Protein-L-isoaspartate (D-aspartate) O-methyltransferase protects cardiomyocytes against hypoxia induced apoptosis through inhibiting proapoptotic kinase Mst1.

ABSTRACT

BACKGROUND: Mammalian sterile 20-like kinase 1 (Mst1) is a mammalian homolog of Hippo kinase from Drosophila and it is a critical component of the Hippo signaling pathway, which regulates a variety of biological processes ranging from cell contact inhibition, organ size control, apoptosis and tumor suppression in mammals. Mst1 plays essential roles in heart disease since its activation causes cardiomyocyte apoptosis and dilated cardiomyopathy. However, the mechanism underlying Mst1 activation in the heart is not known. METHODS AND RESULTS: To identify novel cardiac proteins that may regulate Mst1 activity in the heart under pathophysiological conditions, a yeast two-hybrid screening of a human heart cDNA library with a dominant-negative Mst1 (K59R) mutant used as bait was performed. As a result, protein-L-isoaspartate (D-aspartate) O-methyltransferase (PCMT1) was identified as an Mst1-interacting protein. The interaction of PCMT1 with Mst1 was confirmed by co-immunoprecipitation in both co-transfected HEK293 cells and native cardiomyocytes, in which PCMT1 interacted with the kinase domain of Mst1, but not with its C-terminal regulatory domain.

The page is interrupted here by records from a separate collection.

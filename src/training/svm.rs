//! Support Vector Machine classifier
//!
//! Kernel SVM trained with a simplified SMO (Sequential Minimal Optimization).

use ndarray::{Array1, Array2, ArrayView1};
use rand::prelude::*;
use rand_xoshiro::Xoshiro256PlusPlus;
use rayon::prelude::*;
use serde::{Deserialize, Serialize};
use tracing::debug;

use super::config::ModelKind;
use super::models::{class_labels, validate_fit_input, validate_predict_input, Model, ModelState};
use crate::error::{AutoOpError, Result};

/// Beyond this many samples the kernel matrix is not materialized
const MAX_KERNEL_MATRIX_SAMPLES: usize = 10_000;

/// Kernel function type
#[derive(Debug, Clone, PartialEq, Serialize, Deserialize)]
pub enum KernelType {
    /// Linear kernel: K(x, y) = x · y
    Linear,
    /// Polynomial kernel: K(x, y) = (γ * x · y + r)^d
    Polynomial { degree: u32, gamma: f64, coef0: f64 },
    /// Radial Basis Function (Gaussian): K(x, y) = exp(-γ * ||x - y||²)
    RBF { gamma: f64 },
}

impl Default for KernelType {
    fn default() -> Self {
        KernelType::RBF { gamma: 1.0 }
    }
}

impl KernelType {
    fn apply(&self, a: ArrayView1<f64>, b: ArrayView1<f64>) -> f64 {
        match self {
            KernelType::Linear => a.dot(&b),
            KernelType::Polynomial { degree, gamma, coef0 } => {
                (gamma * a.dot(&b) + coef0).powi(*degree as i32)
            }
            KernelType::RBF { gamma } => {
                let norm_sq: f64 = a.iter().zip(b.iter()).map(|(x, y)| (x - y) * (x - y)).sum();
                (-gamma * norm_sq).exp()
            }
        }
    }
}

/// SVM configuration
#[derive(Debug, Clone, Serialize, Deserialize)]
pub struct SVMConfig {
    /// Regularization parameter (C)
    pub c: f64,
    pub kernel: KernelType,
    /// Tolerance for the KKT check
    pub tol: f64,
    pub max_iter: usize,
    /// Seed for the working-pair selection
    pub random_state: Option<u64>,
}

impl Default for SVMConfig {
    fn default() -> Self {
        Self {
            c: 1.0,
            kernel: KernelType::RBF { gamma: 1.0 },
            tol: 1e-3,
            max_iter: 1000,
            random_state: Some(42),
        }
    }
}

/// A single binary SVM, `+1` for the positive class
#[derive(Debug, Clone, Serialize, Deserialize)]
struct BinarySVM {
    support_vectors: Array2<f64>,
    /// `alpha_i * y_i` for each support vector
    dual_coef: Array1<f64>,
    bias: f64,
}

impl BinarySVM {
    fn score(&self, kernel: &KernelType, sample: ArrayView1<f64>) -> f64 {
        self.support_vectors
            .rows()
            .into_iter()
            .zip(self.dual_coef.iter())
            .map(|(sv, c)| c * kernel.apply(sample, sv))
            .sum::<f64>()
            + self.bias
    }
}

/// Support Vector Classifier.
///
/// Two classes train a single machine for `classes[1]`; more classes use
/// one-vs-rest and pick the highest score.
#[derive(Debug, Clone, Serialize, Deserialize)]
pub struct SVMClassifier {
    config: SVMConfig,
    classes: Vec<f64>,
    machines: Vec<BinarySVM>,
    n_features: Option<usize>,
}

impl SVMClassifier {
    pub fn new(config: SVMConfig) -> Self {
        Self {
            config,
            classes: Vec::new(),
            machines: Vec::new(),
            n_features: None,
        }
    }

    pub fn config(&self) -> &SVMConfig {
        &self.config
    }

    pub fn classes(&self) -> &[f64] {
        &self.classes
    }

    /// Total number of support vectors across machines
    pub fn n_support_vectors(&self) -> usize {
        self.machines.iter().map(|m| m.support_vectors.nrows()).sum()
    }

    /// Decision score of every machine for every row, `n x machines`
    pub fn decision_function(&self, x: &Array2<f64>) -> Result<Array2<f64>> {
        validate_predict_input(self.n_features, x)?;
        let kernel = &self.config.kernel;

        let rows: Vec<Vec<f64>> = (0..x.nrows())
            .into_par_iter()
            .map(|i| self.machines.iter().map(|m| m.score(kernel, x.row(i))).collect())
            .collect();

        let flat: Vec<f64> = rows.into_iter().flatten().collect();
        Ok(Array2::from_shape_vec((x.nrows(), self.machines.len()), flat)?)
    }

    fn train_machine(&self, x: &Array2<f64>, kernel_matrix: &Array2<f64>, y: &Array1<f64>) -> BinarySVM {
        let (alphas, bias) = self.smo_train(kernel_matrix, y);

        let support: Vec<usize> = alphas
            .iter()
            .enumerate()
            .filter(|(_, &a)| a > 1e-8)
            .map(|(i, _)| i)
            .collect();

        let mut support_vectors = Array2::zeros((support.len(), x.ncols()));
        let mut dual_coef = Array1::zeros(support.len());
        for (row, &idx) in support.iter().enumerate() {
            support_vectors.row_mut(row).assign(&x.row(idx));
            dual_coef[row] = alphas[idx] * y[idx];
        }

        BinarySVM {
            support_vectors,
            dual_coef,
            bias,
        }
    }

    /// SMO over a precomputed kernel matrix, labels in {-1, +1}
    fn smo_train(&self, k: &Array2<f64>, y: &Array1<f64>) -> (Array1<f64>, f64) {
        let n = y.len();
        let c = self.config.c;
        let tol = self.config.tol;
        let mut alphas = Array1::<f64>::zeros(n);
        let mut bias = 0.0;

        if n <= 1 {
            return (alphas, y.first().copied().unwrap_or(0.0));
        }

        let mut rng = match self.config.random_state {
            Some(seed) => Xoshiro256PlusPlus::seed_from_u64(seed),
            None => Xoshiro256PlusPlus::from_entropy(),
        };

        let decision = |alphas: &Array1<f64>, bias: f64, idx: usize| -> f64 {
            let mut sum = bias;
            for i in 0..n {
                if alphas[i] != 0.0 {
                    sum += alphas[i] * y[i] * k[[i, idx]];
                }
            }
            sum
        };

        let max_passes = 5;
        let mut passes = 0;
        let mut total_iter = 0;

        while passes < max_passes && total_iter < self.config.max_iter {
            let mut num_changed = 0;

            for i in 0..n {
                let e_i = decision(&alphas, bias, i) - y[i];

                if !((y[i] * e_i < -tol && alphas[i] < c) || (y[i] * e_i > tol && alphas[i] > 0.0)) {
                    continue;
                }

                let j = loop {
                    let j = rng.gen_range(0..n);
                    if j != i {
                        break j;
                    }
                };
                let e_j = decision(&alphas, bias, j) - y[j];

                let alpha_i_old = alphas[i];
                let alpha_j_old = alphas[j];

                let (l, h) = if y[i] != y[j] {
                    ((alphas[j] - alphas[i]).max(0.0), (c + alphas[j] - alphas[i]).min(c))
                } else {
                    ((alphas[i] + alphas[j] - c).max(0.0), (alphas[i] + alphas[j]).min(c))
                };
                if (l - h).abs() < 1e-10 {
                    continue;
                }

                let eta = 2.0 * k[[i, j]] - k[[i, i]] - k[[j, j]];
                if eta >= 0.0 {
                    continue;
                }

                alphas[j] = (alphas[j] - y[j] * (e_i - e_j) / eta).clamp(l, h);
                if (alphas[j] - alpha_j_old).abs() < 1e-5 {
                    continue;
                }
                alphas[i] += y[i] * y[j] * (alpha_j_old - alphas[j]);

                let b1 = bias
                    - e_i
                    - y[i] * (alphas[i] - alpha_i_old) * k[[i, i]]
                    - y[j] * (alphas[j] - alpha_j_old) * k[[i, j]];
                let b2 = bias
                    - e_j
                    - y[i] * (alphas[i] - alpha_i_old) * k[[i, j]]
                    - y[j] * (alphas[j] - alpha_j_old) * k[[j, j]];

                bias = if alphas[i] > 0.0 && alphas[i] < c {
                    b1
                } else if alphas[j] > 0.0 && alphas[j] < c {
                    b2
                } else {
                    (b1 + b2) / 2.0
                };

                num_changed += 1;
            }

            total_iter += 1;
            passes = if num_changed == 0 { passes + 1 } else { 0 };
        }

        debug!(iterations = total_iter, "SMO finished");
        (alphas, bias)
    }

    /// Kernel matrix, rows computed in parallel
    fn compute_kernel_matrix(&self, x: &Array2<f64>) -> Array2<f64> {
        let n = x.nrows();
        let kernel = &self.config.kernel;

        let rows: Vec<Vec<f64>> = (0..n)
            .into_par_iter()
            .map(|i| (0..n).map(|j| kernel.apply(x.row(i), x.row(j))).collect())
            .collect();

        let mut k = Array2::zeros((n, n));
        for (i, row) in rows.into_iter().enumerate() {
            for (j, val) in row.into_iter().enumerate() {
                k[[i, j]] = val;
            }
        }
        k
    }
}

impl Model for SVMClassifier {
    fn kind(&self) -> ModelKind {
        ModelKind::SvmClassifier
    }

    fn fit(&mut self, x: &Array2<f64>, y: &Array1<f64>) -> Result<()> {
        validate_fit_input(x, y)?;
        if !(self.config.c > 0.0) {
            return Err(AutoOpError::invalid_param("c", self.config.c, "must be positive"));
        }
        if x.nrows() > MAX_KERNEL_MATRIX_SAMPLES {
            return Err(AutoOpError::DataError(format!(
                "Dataset has {} samples, exceeding the maximum {} for the SVM kernel matrix",
                x.nrows(),
                MAX_KERNEL_MATRIX_SAMPLES
            )));
        }

        let classes = class_labels(y);
        let positives: Vec<f64> = match classes.len() {
            1 => Vec::new(),
            2 => vec![classes[1]],
            _ => classes.clone(),
        };

        let kernel_matrix = if positives.is_empty() {
            Array2::zeros((0, 0))
        } else {
            self.compute_kernel_matrix(x)
        };

        self.machines = positives
            .iter()
            .map(|&class| {
                let y_signed = y.mapv(|v| if v == class { 1.0 } else { -1.0 });
                self.train_machine(x, &kernel_matrix, &y_signed)
            })
            .collect();
        self.classes = classes;
        self.n_features = Some(x.ncols());
        Ok(())
    }

    fn predict(&self, x: &Array2<f64>) -> Result<Array1<f64>> {
        validate_predict_input(self.n_features, x)?;

        match self.classes.len() {
            0 => Err(AutoOpError::ModelNotFitted),
            1 => Ok(Array1::from_elem(x.nrows(), self.classes[0])),
            2 => {
                let scores = self.decision_function(x)?;
                Ok(scores
                    .column(0)
                    .mapv(|s| if s >= 0.0 { self.classes[1] } else { self.classes[0] }))
            }
            _ => {
                let scores = self.decision_function(x)?;
                Ok(scores
                    .rows()
                    .into_iter()
                    .map(|row| self.classes[crate::preprocessing::argmax(row.iter().copied())])
                    .collect())
            }
        }
    }

    fn n_features(&self) -> Option<usize> {
        self.n_features
    }

    fn state(&self) -> ModelState {
        ModelState::SvmClassifier(self.clone())
    }
}
//! Pipeline configuration

use std::collections::BTreeSet;

use serde::{Deserialize, Serialize};

use crate::artifact::Artifact;
use crate::error::{AutoOpError, Result};
use crate::feature::Feature;

/// Default share of rows used for training
pub const DEFAULT_SPLIT: f64 = 0.8;

/// Artifact name and type of the serialized configuration
pub const PIPELINE_CONFIG_ARTIFACT: &str = "pipeline_config";

/// Which columns feed a pipeline and how rows are split
#[derive(Debug, Clone, PartialEq, Serialize, Deserialize)]
pub struct PipelineConfig {
    pub input_features: Vec<Feature>,
    pub target_feature: Feature,
    /// Share of rows (prefix) used for training
    #[serde(default = "default_split")]
    pub split: f64,
}

fn default_split() -> f64 {
    DEFAULT_SPLIT
}

impl PipelineConfig {
    pub fn new(target_feature: Feature) -> Self {
        Self {
            input_features: Vec::new(),
            target_feature,
            split: DEFAULT_SPLIT,
        }
    }

    pub fn with_input_features(mut self, features: Vec<Feature>) -> Self {
        self.input_features = features;
        self
    }

    pub fn with_input(mut self, feature: Feature) -> Self {
        self.input_features.push(feature);
        self
    }

    pub fn with_split(mut self, split: f64) -> Self {
        self.split = split;
        self
    }

    /// Checks that need no data
    pub fn validate(&self) -> Result<()> {
        if self.input_features.is_empty() {
            return Err(AutoOpError::ConfigError(
                "At least one input feature is required".to_string(),
            ));
        }

        if !(self.split > 0.0 && self.split < 1.0) {
            return Err(AutoOpError::ConfigError(format!(
                "Split ratio must be strictly between 0 and 1, got {}",
                self.split
            )));
        }

        let mut seen = BTreeSet::new();
        for feature in &self.input_features {
            if !seen.insert(feature.name.as_str()) {
                return Err(AutoOpError::ConfigError(format!(
                    "Input feature '{}' is listed more than once",
                    feature.name
                )));
            }
        }

        if seen.contains(self.target_feature.name.as_str()) {
            return Err(AutoOpError::ConfigError(format!(
                "Target feature '{}' cannot also be an input",
                self.target_feature.name
            )));
        }

        Ok(())
    }

    /// Input features ordered by name, the column order of the design matrix
    pub fn sorted_inputs(&self) -> Vec<&Feature> {
        let mut inputs: Vec<&Feature> = self.input_features.iter().collect();
        inputs.sort_by(|a, b| a.name.cmp(&b.name));
        inputs
    }

    pub fn to_json(&self) -> Result<String> {
        Ok(serde_json::to_string_pretty(self)?)
    }

    pub fn from_json(json: &str) -> Result<Self> {
        Ok(serde_json::from_str(json)?)
    }

    pub fn to_artifact(&self) -> Result<Artifact> {
        Ok(Artifact::new(PIPELINE_CONFIG_ARTIFACT, serde_json::to_vec(self)?)
            .with_type(PIPELINE_CONFIG_ARTIFACT)
            .with_metadata("target", self.target_feature.name.clone())
            .with_metadata("n_inputs", self.input_features.len().to_string())
            .with_metadata("split", self.split.to_string()))
    }
}
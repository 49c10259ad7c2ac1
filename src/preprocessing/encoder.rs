//! One-hot encoding for categorical columns

use std::collections::BTreeSet;

use ndarray::Array2;
use serde::{Deserialize, Serialize};

use crate::error::{AutoOpError, Result};

/// One-hot encoder over a single column.
///
/// Categories are kept in lexicographic order, so column `j` of the encoded
/// matrix stands for `categories()[j]`.
#[derive(Debug, Clone, Default, PartialEq, Serialize, Deserialize)]
pub struct OneHotEncoder {
    categories: Vec<String>,
    is_fitted: bool,
}

impl OneHotEncoder {
    pub fn new() -> Self {
        Self::default()
    }

    /// Learn the set of categories observed in `values`
    pub fn fit<S: AsRef<str>>(&mut self, values: &[S]) -> Result<&mut Self> {
        if values.is_empty() {
            return Err(AutoOpError::DataError(
                "Cannot fit one-hot encoder on an empty column".to_string(),
            ));
        }

        let unique: BTreeSet<&str> = values.iter().map(|v| v.as_ref()).collect();
        self.categories = unique.into_iter().map(str::to_string).collect();
        self.is_fitted = true;
        Ok(self)
    }

    /// Encode `values` as an `n x n_categories` indicator matrix
    pub fn transform<S: AsRef<str>>(&self, values: &[S]) -> Result<Array2<f64>> {
        if !self.is_fitted {
            return Err(AutoOpError::ModelNotFitted);
        }

        let mut out = Array2::zeros((values.len(), self.categories.len()));
        for (i, v) in values.iter().enumerate() {
            let j = self.category_index(v.as_ref()).ok_or_else(|| {
                AutoOpError::DataError(format!("Unknown category '{}'", v.as_ref()))
            })?;
            out[[i, j]] = 1.0;
        }
        Ok(out)
    }

    pub fn fit_transform<S: AsRef<str>>(&mut self, values: &[S]) -> Result<Array2<f64>> {
        self.fit(values)?;
        self.transform(values)
    }

    /// Decode an indicator matrix back into categories (argmax per row)
    pub fn inverse_transform(&self, encoded: &Array2<f64>) -> Result<Vec<String>> {
        if !self.is_fitted {
            return Err(AutoOpError::ModelNotFitted);
        }
        if encoded.ncols() != self.categories.len() {
            return Err(AutoOpError::ShapeError {
                expected: format!("{} columns", self.categories.len()),
                actual: format!("{} columns", encoded.ncols()),
            });
        }

        Ok(encoded
            .rows()
            .into_iter()
            .map(|row| self.categories[argmax(row.iter().copied())].clone())
            .collect())
    }

    /// Position of `category` in the sorted category list
    pub fn category_index(&self, category: &str) -> Option<usize> {
        self.categories
            .binary_search_by(|c| c.as_str().cmp(category))
            .ok()
    }

    pub fn categories(&self) -> &[String] {
        &self.categories
    }

    pub fn n_categories(&self) -> usize {
        self.categories.len()
    }

    pub fn is_fitted(&self) -> bool {
        self.is_fitted
    }
}

/// Index of the first maximum
pub(crate) fn argmax(values: impl Iterator<Item = f64>) -> usize {
    let mut best = 0;
    let mut best_val = f64::NEG_INFINITY;
    for (i, v) in values.enumerate() {
        if v > best_val {
            best = i;
            best_val = v;
        }
    }
    best
}
//! Response formatting and writing.
//!
//! # Responsibilities
//! - Render the status line, fixed header set, and plaintext body
//! - Write the rendered response to the connection, swallowing write
//!   failures from clients that disconnected mid-response
//!
//! # Design Decisions
//! - Content-Length is the encoded byte length of the body, not its
//!   character count
//! - `Access-Control-Allow-Origin: *` is always sent; the pairing UI is
//!   a browser page on the local network and cross-origin access is
//!   intentionally unrestricted
//! - The connection is being torn down after every response, so write
//!   errors are logged and dropped rather than propagated

use tokio::io::{AsyncWrite, AsyncWriteExt};

/// A plaintext response awaiting serialization.
#[derive(Debug, Clone, PartialEq, Eq)]
pub struct Response {
    pub status_code: u16,
    pub status_text: &'static str,
    pub body: String,
}

impl Response {
    pub fn ok(body: impl Into<String>) -> Self {
        Self::new(200, "OK", body)
    }

    pub fn bad_request(body: impl Into<String>) -> Self {
        Self::new(400, "Bad Request", body)
    }

    pub fn unauthorized(body: impl Into<String>) -> Self {
        Self::new(401, "Unauthorized", body)
    }

    pub fn forbidden(body: impl Into<String>) -> Self {
        Self::new(403, "Forbidden", body)
    }

    pub fn not_found(body: impl Into<String>) -> Self {
        Self::new(404, "Not Found", body)
    }

    pub fn method_not_allowed(body: impl Into<String>) -> Self {
        Self::new(405, "Method Not Allowed", body)
    }

    pub fn internal_error(body: impl Into<String>) -> Self {
        Self::new(500, "Internal Server Error", body)
    }

    fn new(status_code: u16, status_text: &'static str, body: impl Into<String>) -> Self {
        Self {
            status_code,
            status_text,
            body: body.into(),
        }
    }

    /// Serialize the response to wire bytes.
    pub fn render(&self) -> Vec<u8> {
        let header = format!(
            "HTTP/1.1 {} {}\r\n\
             Content-Type: text/plain\r\n\
             Content-Length: {}\r\n\
             Access-Control-Allow-Origin: *\r\n\
             \r\n",
            self.status_code,
            self.status_text,
            self.body.len(),
        );

        let mut raw = header.into_bytes();
        raw.extend_from_slice(self.body.as_bytes());
        raw
    }

    /// Write the response to the connection. Failures are swallowed:
    /// the connection closes right after this either way.
    pub async fn write_to<W>(&self, writer: &mut W)
    where
        W: AsyncWrite + Unpin,
    {
        let raw = self.render();
        if let Err(err) = writer.write_all(&raw).await {
            tracing::debug!(error = %err, "response write failed, client gone");
            return;
        }
        if let Err(err) = writer.flush().await {
            tracing::debug!(error = %err, "response flush failed, client gone");
        }
    }
}
//! Request parsing.
//!
//! # Responsibilities
//! - Parse the HTTP/1.1 subset the agent speaks: request line, headers,
//!   Content-Length-delimited body
//! - Decode the JSON command payload carried in the body
//!
//! # Design Decisions
//! - POST-only: any other method is a dedicated `MethodNotAllowed`
//!   rejection, distinct from a malformed request
//! - Header names are case-insensitive; the last occurrence of a
//!   repeated header wins
//! - A missing or non-numeric Content-Length means an empty body, not an
//!   error
//! - Body reads are lenient: a stream that ends early yields the short
//!   body instead of failing
//! - Malformed JSON is a distinct failure from a JSON field being absent
//!   or wrong-typed; absent fields default to the empty string

use std::collections::HashMap;

use serde_json::Value;
use thiserror::Error;
use tokio::io::{AsyncBufRead, AsyncBufReadExt, AsyncReadExt};

/// Errors raised while parsing the wire request.
#[derive(Debug, Error)]
pub enum ParseError {
    /// The request line was absent or empty.
    #[error("empty or missing request line")]
    MissingRequestLine,

    /// The request used a method other than POST.
    #[error("unsupported method: {0}")]
    MethodNotAllowed(String),

    /// The connection failed mid-read.
    #[error("read failed: {0}")]
    Io(#[from] std::io::Error),
}

/// Errors raised while decoding the JSON payload from the body.
#[derive(Debug, Error)]
pub enum PayloadError {
    /// The body was not syntactically valid JSON.
    #[error("invalid JSON: {0}")]
    Syntax(#[from] serde_json::Error),

    /// The body parsed but was not a JSON object.
    #[error("JSON body is not an object")]
    NotAnObject,
}

/// A parsed wire request.
#[derive(Debug, Clone)]
pub struct Request {
    pub method: String,
    pub path: String,
    /// Header names lowercased; last occurrence of a repeated name wins.
    pub headers: HashMap<String, String>,
    pub body: Vec<u8>,
}

impl Request {
    /// Declared body length: the Content-Length header when present and
    /// numeric, zero otherwise.
    pub fn content_length(&self) -> usize {
        self.headers
            .get("content-length")
            .and_then(|v| v.parse().ok())
            .unwrap_or(0)
    }
}

/// The command payload carried in every request body.
///
/// Fields are extracted individually with empty-string defaults so that
/// an absent or wrong-typed field never fails the request.
#[derive(Debug, Clone, Default, PartialEq, Eq)]
pub struct Payload {
    pub secret_key: String,
    pub password_type: String,
    pub password: String,
    pub action: String,
}

impl Payload {
    /// Decode a payload from raw body bytes.
    pub fn from_body(body: &[u8]) -> Result<Self, PayloadError> {
        let value: Value = serde_json::from_slice(body)?;
        if !value.is_object() {
            return Err(PayloadError::NotAnObject);
        }
        Ok(Self {
            secret_key: string_field(&value, "secretKey"),
            password_type: string_field(&value, "passwordType"),
            password: string_field(&value, "password"),
            action: string_field(&value, "action"),
        })
    }
}

fn string_field(value: &Value, name: &str) -> String {
    value
        .get(name)
        .and_then(Value::as_str)
        .unwrap_or("")
        .to_string()
}

/// Parse one request from the connection's read half.
///
/// Reads the request line, headers up to the blank separator line, and
/// up to Content-Length body bytes. The body read stops at end of stream
/// without erroring, so `body.len()` equals the declared length only
/// when the client sent it all.
pub async fn parse_request<R>(reader: &mut R) -> Result<Request, ParseError>
where
    R: AsyncBufRead + Unpin,
{
    let request_line = read_trimmed_line(reader).await?;
    let request_line = match request_line {
        Some(line) if !line.trim().is_empty() => line,
        _ => return Err(ParseError::MissingRequestLine),
    };

    // Split on the first whitespace run; the HTTP version token, if any,
    // is discarded.
    let mut tokens = request_line.split_whitespace();
    let method = tokens.next().unwrap_or("").to_string();
    let path = tokens.next().unwrap_or("").to_string();

    if method != "POST" {
        return Err(ParseError::MethodNotAllowed(method));
    }

    let mut headers = HashMap::new();
    loop {
        match read_trimmed_line(reader).await? {
            None => break, // client closed before the blank line
            Some(line) if line.is_empty() => break,
            Some(line) => {
                if let Some((name, value)) = line.split_once(':') {
                    headers.insert(
                        name.trim().to_ascii_lowercase(),
                        value.trim().to_string(),
                    );
                }
                // header lines without a colon are ignored
            }
        }
    }

    let mut request = Request {
        method,
        path,
        headers,
        body: Vec::new(),
    };

    let declared = request.content_length();
    if declared > 0 {
        let mut body = Vec::new();
        reader.take(declared as u64).read_to_end(&mut body).await?;
        request.body = body;
    }

    Ok(request)
}

/// Read one line, stripped of its trailing CRLF/LF. `None` at end of
/// stream.
async fn read_trimmed_line<R>(reader: &mut R) -> Result<Option<String>, ParseError>
where
    R: AsyncBufRead + Unpin,
{
    let mut line = String::new();
    let read = reader.read_line(&mut line).await?;
    if read == 0 {
        return Ok(None);
    }
    while line.ends_with('\n') || line.ends_with('\r') {
        line.pop();
    }
    Ok(Some(line))
}
//! Shared utilities for integration testing the command listener.
//!
//! Requests are sent over raw `TcpStream`s rather than an HTTP client so
//! tests can produce malformed wire input and assert on exact response
//! bytes (status line, headers, body).

use std::collections::HashMap;
use std::net::SocketAddr;
use std::sync::atomic::{AtomicUsize, Ordering};
use std::sync::Arc;

use tokio::io::{AsyncReadExt, AsyncWriteExt};
use tokio::net::TcpStream;
use tokio::sync::mpsc;

use recovery_agent::config::{AgentConfig, ListenerConfig};
use recovery_agent::control::{
    AutomationController, ChannelSink, ControlError, CredentialEvent,
};
use recovery_agent::store::MemorySecretStore;
use recovery_agent::{Server, ServerHandle};

/// Controller double that counts settings-UI invocations.
#[derive(Default)]
pub struct CountingController {
    calls: AtomicUsize,
}

impl CountingController {
    #[allow(dead_code)]
    pub fn call_count(&self) -> usize {
        self.calls.load(Ordering::SeqCst)
    }
}

impl AutomationController for CountingController {
    fn open_settings_ui(&self) -> Result<(), ControlError> {
        self.calls.fetch_add(1, Ordering::SeqCst);
        Ok(())
    }
}

/// A running agent plus handles to all its collaborator doubles.
pub struct TestAgent {
    pub handle: ServerHandle,
    pub store: Arc<MemorySecretStore>,
    pub controller: Arc<CountingController>,
    pub credentials: mpsc::UnboundedReceiver<CredentialEvent>,
}

impl TestAgent {
    pub fn addr(&self) -> SocketAddr {
        self.handle.local_addr()
    }
}

/// Start an agent on an ephemeral port with in-memory collaborators.
pub async fn start_agent() -> TestAgent {
    start_agent_on("127.0.0.1:0").await.expect("agent must start")
}

/// Start an agent on a specific address; surfaces bind failures.
#[allow(dead_code)]
pub async fn start_agent_on(
    bind_address: &str,
) -> Result<TestAgent, recovery_agent::net::listener::ListenerError> {
    let config = AgentConfig {
        listener: ListenerConfig {
            bind_address: bind_address.to_string(),
            max_connections: 32,
        },
    };

    let store = Arc::new(MemorySecretStore::new());
    let controller = Arc::new(CountingController::default());
    let (sink, credentials) = ChannelSink::new();

    let store_dyn: Arc<dyn recovery_agent::store::SecretStore> = store.clone();
    let controller_dyn: Arc<dyn AutomationController> = controller.clone();
    let server = Server::new(config, store_dyn, controller_dyn, Arc::new(sink));
    let handle = server.start().await?;

    Ok(TestAgent {
        handle,
        store,
        controller,
        credentials,
    })
}

/// A parsed response from the agent.
#[derive(Debug)]
pub struct Reply {
    pub status: u16,
    pub headers: HashMap<String, String>,
    pub body: String,
}

impl Reply {
    #[allow(dead_code)]
    pub fn header(&self, name: &str) -> Option<&str> {
        self.headers.get(&name.to_ascii_lowercase()).map(String::as_str)
    }
}

/// Write raw bytes to the agent and read the full response (the agent
/// closes the connection after one exchange).
pub async fn send_raw(addr: SocketAddr, raw: &[u8]) -> Reply {
    let mut stream = TcpStream::connect(addr).await.expect("connect to agent");
    stream.write_all(raw).await.expect("write request");
    // Half-close so a lenient body read on the agent side sees EOF
    // instead of waiting for more bytes.
    stream.shutdown().await.expect("shutdown write half");

    let mut response = Vec::new();
    stream
        .read_to_end(&mut response)
        .await
        .expect("read response");
    parse_reply(&response)
}

/// POST a body to a path with a correct Content-Length.
pub async fn post(addr: SocketAddr, path: &str, body: &str) -> Reply {
    let raw = format!(
        "POST {} HTTP/1.1\r\nContent-Length: {}\r\n\r\n{}",
        path,
        body.len(),
        body
    );
    send_raw(addr, raw.as_bytes()).await
}

fn parse_reply(raw: &[u8]) -> Reply {
    let text = String::from_utf8(raw.to_vec()).expect("utf-8 response");
    let (head, body) = text
        .split_once("\r\n\r\n")
        .expect("response has a header/body separator");

    let mut lines = head.lines();
    let status_line = lines.next().expect("status line");
    let status = status_line
        .split_whitespace()
        .nth(1)
        .and_then(|code| code.parse().ok())
        .expect("numeric status code");

    let mut headers = HashMap::new();
    for line in lines {
        if let Some((name, value)) = line.split_once(':') {
            headers.insert(name.trim().to_ascii_lowercase(), value.trim().to_string());
        }
    }

    Reply {
        status,
        headers,
        body: body.to_string(),
    }
}
//! Configuration management subsystem.
//!
//! # Design Decisions
//! - No config file, CLI flags, or environment variables: the agent is
//!   embedded and configured by its host in code
//! - All fields have defaults so `AgentConfig::default()` is a working
//!   configuration (port 8080, bounded connections)
//! - Config is immutable once the server is started; a restart picks up
//!   new values

pub mod schema;

pub use schema::AgentConfig;
pub use schema::ListenerConfig;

Overexpression of PCMT1 did not affect the Mst1 expression, but significantly attenuated the Mst1 activation and its apoptotic effects in response to the hypoxia/reoxygenation induced injury in cardiomyocytes. Indeed, upregulation of PCMT1 by CGP3466B, a compound related to the anti-Parkinson's drug R-(-)-deprenyl with potent antiapoptotic effects, inhibited the hypoxia/reoxygenation induced Mst1 activation and cardiomyocyte apoptosis. CONCLUSIONS: These findings implicate PCMT1 as a novel inhibitor of Mst1 activation in cardiomyocytes and suggest that targeting PCMT1 may prevent myocardial apoptosis through inhibition of Mst1.